• Data for this task
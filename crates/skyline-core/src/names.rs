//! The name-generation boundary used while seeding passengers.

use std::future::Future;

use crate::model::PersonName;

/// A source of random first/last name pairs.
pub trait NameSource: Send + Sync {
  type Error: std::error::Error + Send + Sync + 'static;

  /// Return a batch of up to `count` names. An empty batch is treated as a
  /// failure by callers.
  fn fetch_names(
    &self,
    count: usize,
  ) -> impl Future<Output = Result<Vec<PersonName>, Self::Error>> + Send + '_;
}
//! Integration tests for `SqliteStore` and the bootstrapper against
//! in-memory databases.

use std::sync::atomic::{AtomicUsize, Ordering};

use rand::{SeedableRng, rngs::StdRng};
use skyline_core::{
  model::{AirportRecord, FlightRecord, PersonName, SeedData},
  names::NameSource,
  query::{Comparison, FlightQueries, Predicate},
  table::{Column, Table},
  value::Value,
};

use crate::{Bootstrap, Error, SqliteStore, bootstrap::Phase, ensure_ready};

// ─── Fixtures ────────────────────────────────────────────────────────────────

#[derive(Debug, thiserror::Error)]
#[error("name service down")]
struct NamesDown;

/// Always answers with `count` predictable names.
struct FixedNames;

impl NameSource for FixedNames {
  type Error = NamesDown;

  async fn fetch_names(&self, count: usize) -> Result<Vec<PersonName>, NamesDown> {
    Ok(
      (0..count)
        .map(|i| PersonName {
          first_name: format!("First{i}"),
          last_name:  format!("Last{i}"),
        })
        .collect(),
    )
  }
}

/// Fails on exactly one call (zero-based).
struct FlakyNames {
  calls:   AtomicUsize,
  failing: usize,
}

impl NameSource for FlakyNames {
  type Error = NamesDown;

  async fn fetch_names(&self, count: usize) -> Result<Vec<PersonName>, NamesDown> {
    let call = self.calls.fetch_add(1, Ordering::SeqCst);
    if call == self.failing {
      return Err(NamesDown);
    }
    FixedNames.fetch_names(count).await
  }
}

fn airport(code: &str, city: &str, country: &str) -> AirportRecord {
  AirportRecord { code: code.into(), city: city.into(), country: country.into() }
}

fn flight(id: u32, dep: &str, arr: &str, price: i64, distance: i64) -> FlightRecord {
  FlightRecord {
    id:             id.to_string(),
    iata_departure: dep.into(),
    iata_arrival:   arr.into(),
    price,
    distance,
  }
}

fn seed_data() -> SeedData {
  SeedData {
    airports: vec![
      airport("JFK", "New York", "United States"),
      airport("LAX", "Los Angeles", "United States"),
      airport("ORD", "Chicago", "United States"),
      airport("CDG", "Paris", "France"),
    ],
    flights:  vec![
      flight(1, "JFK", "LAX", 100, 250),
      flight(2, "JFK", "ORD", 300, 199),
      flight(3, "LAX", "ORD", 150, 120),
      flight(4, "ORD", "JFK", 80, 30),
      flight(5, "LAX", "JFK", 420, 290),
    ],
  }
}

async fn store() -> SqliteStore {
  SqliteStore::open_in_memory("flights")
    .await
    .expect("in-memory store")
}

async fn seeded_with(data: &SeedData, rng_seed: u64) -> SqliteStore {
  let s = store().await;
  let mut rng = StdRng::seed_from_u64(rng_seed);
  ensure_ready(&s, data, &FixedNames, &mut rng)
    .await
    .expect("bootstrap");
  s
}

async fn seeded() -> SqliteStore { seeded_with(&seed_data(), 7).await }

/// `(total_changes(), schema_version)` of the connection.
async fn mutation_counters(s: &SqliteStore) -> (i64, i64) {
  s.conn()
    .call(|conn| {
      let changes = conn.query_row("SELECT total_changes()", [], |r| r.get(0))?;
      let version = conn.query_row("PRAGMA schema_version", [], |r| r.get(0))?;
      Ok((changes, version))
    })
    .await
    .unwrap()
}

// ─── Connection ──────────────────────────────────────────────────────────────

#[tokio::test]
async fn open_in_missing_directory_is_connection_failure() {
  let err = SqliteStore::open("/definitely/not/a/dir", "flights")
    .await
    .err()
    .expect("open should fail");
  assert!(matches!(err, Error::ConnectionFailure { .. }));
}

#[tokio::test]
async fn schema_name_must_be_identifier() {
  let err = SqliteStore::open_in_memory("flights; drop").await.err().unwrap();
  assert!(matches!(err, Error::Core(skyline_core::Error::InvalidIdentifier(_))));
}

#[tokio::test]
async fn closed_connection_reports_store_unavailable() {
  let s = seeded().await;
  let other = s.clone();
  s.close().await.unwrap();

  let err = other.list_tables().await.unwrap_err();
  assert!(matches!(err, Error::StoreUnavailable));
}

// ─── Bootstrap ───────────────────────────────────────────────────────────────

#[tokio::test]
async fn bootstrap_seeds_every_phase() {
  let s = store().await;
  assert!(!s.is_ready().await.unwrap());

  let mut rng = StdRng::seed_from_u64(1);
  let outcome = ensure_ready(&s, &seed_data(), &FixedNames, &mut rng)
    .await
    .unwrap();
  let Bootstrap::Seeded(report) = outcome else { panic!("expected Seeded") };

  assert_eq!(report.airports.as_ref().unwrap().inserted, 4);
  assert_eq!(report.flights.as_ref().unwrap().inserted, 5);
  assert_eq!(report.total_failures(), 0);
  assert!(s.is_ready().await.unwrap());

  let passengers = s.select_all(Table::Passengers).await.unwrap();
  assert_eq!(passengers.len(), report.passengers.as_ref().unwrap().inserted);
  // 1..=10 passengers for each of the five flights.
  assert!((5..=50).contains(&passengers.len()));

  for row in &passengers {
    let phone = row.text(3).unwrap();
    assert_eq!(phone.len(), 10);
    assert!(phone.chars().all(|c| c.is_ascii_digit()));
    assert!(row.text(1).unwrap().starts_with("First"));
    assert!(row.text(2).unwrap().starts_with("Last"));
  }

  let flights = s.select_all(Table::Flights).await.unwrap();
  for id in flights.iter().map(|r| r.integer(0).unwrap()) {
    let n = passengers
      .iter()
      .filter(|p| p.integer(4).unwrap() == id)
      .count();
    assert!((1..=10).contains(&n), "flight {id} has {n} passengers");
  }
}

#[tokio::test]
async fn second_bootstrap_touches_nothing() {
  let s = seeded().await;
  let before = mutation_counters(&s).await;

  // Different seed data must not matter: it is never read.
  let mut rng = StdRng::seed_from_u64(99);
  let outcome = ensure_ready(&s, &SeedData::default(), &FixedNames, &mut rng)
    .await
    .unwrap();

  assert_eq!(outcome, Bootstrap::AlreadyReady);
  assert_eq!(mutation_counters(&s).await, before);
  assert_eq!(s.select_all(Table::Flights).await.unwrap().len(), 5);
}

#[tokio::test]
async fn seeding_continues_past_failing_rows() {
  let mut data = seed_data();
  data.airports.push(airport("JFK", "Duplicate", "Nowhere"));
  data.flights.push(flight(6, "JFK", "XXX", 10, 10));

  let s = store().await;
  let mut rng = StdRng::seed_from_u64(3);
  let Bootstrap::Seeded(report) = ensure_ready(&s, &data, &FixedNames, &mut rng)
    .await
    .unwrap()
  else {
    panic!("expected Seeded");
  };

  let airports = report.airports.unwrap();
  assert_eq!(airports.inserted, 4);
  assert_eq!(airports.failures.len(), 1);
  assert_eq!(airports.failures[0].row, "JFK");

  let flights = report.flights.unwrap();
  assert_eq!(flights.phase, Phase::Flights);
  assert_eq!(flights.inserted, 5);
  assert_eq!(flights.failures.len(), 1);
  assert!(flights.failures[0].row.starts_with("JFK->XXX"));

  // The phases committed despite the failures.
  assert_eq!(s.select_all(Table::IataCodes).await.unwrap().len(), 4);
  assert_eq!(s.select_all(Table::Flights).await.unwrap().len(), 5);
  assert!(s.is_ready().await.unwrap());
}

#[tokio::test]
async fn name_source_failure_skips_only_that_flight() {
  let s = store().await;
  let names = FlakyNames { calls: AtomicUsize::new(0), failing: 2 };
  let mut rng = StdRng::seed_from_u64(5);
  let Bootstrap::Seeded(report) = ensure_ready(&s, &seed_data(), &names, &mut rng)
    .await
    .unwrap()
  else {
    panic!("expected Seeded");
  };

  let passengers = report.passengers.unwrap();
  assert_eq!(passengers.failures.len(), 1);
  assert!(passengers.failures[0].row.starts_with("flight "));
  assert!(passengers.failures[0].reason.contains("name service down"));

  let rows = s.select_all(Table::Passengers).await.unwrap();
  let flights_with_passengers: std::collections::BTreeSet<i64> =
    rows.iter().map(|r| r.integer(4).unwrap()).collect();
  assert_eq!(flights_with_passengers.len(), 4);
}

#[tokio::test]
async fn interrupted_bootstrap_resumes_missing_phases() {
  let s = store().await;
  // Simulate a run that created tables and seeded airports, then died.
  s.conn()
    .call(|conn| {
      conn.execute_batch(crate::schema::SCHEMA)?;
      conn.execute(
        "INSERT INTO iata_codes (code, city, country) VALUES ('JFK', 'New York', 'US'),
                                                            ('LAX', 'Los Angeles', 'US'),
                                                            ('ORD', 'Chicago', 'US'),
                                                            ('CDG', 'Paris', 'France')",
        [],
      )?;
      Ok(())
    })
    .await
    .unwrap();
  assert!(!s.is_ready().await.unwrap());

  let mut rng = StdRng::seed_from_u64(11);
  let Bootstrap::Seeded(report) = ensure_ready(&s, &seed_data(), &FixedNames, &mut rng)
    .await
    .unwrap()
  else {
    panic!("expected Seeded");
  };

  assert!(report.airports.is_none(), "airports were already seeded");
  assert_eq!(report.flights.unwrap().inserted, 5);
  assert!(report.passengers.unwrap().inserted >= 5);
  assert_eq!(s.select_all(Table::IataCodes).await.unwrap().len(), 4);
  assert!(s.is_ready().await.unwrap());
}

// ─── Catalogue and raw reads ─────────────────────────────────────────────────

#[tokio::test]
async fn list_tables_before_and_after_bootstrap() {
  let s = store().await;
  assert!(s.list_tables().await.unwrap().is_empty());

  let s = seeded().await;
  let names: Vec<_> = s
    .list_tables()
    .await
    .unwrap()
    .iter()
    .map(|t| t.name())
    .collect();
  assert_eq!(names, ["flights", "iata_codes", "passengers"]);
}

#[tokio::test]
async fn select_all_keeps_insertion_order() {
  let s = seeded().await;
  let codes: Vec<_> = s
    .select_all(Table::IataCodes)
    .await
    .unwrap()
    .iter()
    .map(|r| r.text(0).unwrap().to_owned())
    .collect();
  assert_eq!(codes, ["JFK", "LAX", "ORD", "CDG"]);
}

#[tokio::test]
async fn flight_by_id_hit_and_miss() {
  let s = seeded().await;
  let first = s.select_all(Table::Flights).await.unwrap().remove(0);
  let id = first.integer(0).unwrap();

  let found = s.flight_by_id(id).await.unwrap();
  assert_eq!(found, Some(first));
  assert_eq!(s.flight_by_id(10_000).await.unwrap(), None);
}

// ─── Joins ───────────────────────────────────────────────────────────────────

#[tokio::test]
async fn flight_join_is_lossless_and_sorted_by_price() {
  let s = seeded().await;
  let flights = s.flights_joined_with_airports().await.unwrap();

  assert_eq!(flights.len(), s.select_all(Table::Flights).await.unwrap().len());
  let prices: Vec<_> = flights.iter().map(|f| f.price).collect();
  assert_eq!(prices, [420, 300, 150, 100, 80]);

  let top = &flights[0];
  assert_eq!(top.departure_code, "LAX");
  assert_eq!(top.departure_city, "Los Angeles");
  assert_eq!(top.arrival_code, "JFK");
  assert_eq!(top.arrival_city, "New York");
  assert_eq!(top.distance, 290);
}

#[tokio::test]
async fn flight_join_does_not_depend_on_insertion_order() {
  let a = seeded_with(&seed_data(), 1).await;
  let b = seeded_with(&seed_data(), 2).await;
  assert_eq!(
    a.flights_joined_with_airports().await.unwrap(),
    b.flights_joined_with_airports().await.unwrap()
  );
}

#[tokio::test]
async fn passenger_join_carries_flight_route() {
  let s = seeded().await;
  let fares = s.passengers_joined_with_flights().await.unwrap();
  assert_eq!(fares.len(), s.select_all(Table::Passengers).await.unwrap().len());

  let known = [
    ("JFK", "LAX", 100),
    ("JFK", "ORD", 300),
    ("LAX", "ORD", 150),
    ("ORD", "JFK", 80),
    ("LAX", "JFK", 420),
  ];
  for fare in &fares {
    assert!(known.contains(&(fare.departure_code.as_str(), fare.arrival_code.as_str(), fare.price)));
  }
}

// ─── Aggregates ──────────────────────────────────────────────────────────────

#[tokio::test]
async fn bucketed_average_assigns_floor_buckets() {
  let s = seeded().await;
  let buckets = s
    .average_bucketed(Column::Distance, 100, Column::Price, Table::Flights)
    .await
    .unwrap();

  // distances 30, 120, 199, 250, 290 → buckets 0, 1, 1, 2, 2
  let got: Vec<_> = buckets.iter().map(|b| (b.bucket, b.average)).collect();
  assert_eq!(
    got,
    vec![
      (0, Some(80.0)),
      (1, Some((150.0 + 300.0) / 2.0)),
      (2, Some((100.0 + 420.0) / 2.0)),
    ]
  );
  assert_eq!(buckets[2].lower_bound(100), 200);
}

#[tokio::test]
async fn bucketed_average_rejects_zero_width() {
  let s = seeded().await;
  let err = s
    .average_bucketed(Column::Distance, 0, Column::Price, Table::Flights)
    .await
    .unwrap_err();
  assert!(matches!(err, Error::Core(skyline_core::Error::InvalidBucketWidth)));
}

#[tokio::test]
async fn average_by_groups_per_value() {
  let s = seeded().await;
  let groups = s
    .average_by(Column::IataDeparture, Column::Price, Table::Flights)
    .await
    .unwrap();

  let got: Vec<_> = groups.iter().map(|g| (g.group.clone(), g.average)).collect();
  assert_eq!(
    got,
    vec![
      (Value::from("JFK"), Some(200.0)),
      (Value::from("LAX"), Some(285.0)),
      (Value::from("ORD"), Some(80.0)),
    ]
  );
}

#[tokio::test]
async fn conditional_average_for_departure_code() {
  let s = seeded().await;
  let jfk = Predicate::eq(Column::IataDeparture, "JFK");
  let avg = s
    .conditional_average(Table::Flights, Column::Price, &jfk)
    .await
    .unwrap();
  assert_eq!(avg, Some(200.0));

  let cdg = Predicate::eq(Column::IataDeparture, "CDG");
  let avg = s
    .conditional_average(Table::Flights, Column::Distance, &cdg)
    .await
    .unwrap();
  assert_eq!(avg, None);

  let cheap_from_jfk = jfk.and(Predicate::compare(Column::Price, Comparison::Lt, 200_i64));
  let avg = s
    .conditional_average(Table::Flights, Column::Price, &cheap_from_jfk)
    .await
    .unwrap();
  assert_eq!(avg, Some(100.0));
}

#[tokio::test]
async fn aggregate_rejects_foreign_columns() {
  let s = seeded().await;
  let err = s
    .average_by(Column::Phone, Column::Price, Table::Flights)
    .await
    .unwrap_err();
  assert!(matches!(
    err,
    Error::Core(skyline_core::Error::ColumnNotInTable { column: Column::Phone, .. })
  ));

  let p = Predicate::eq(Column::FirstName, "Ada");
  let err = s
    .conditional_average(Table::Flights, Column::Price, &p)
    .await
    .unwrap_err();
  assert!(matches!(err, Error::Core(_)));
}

• Your assignment
Please copy every line from the entries that includes the word "Predicate".

• Answer space
  query::{Comparison, FlightQueries, Predicate},
  let jfk = Predicate::eq(Column::IataDeparture, "JFK");
  let cdg = Predicate::eq(Column::IataDeparture, "CDG");
  let cheap_from_jfk = jfk.and(Predicate::compare(Column::Price, Comparison::Lt, 200_i64));
  let p = Predicate::eq(Column::FirstName, "Ada");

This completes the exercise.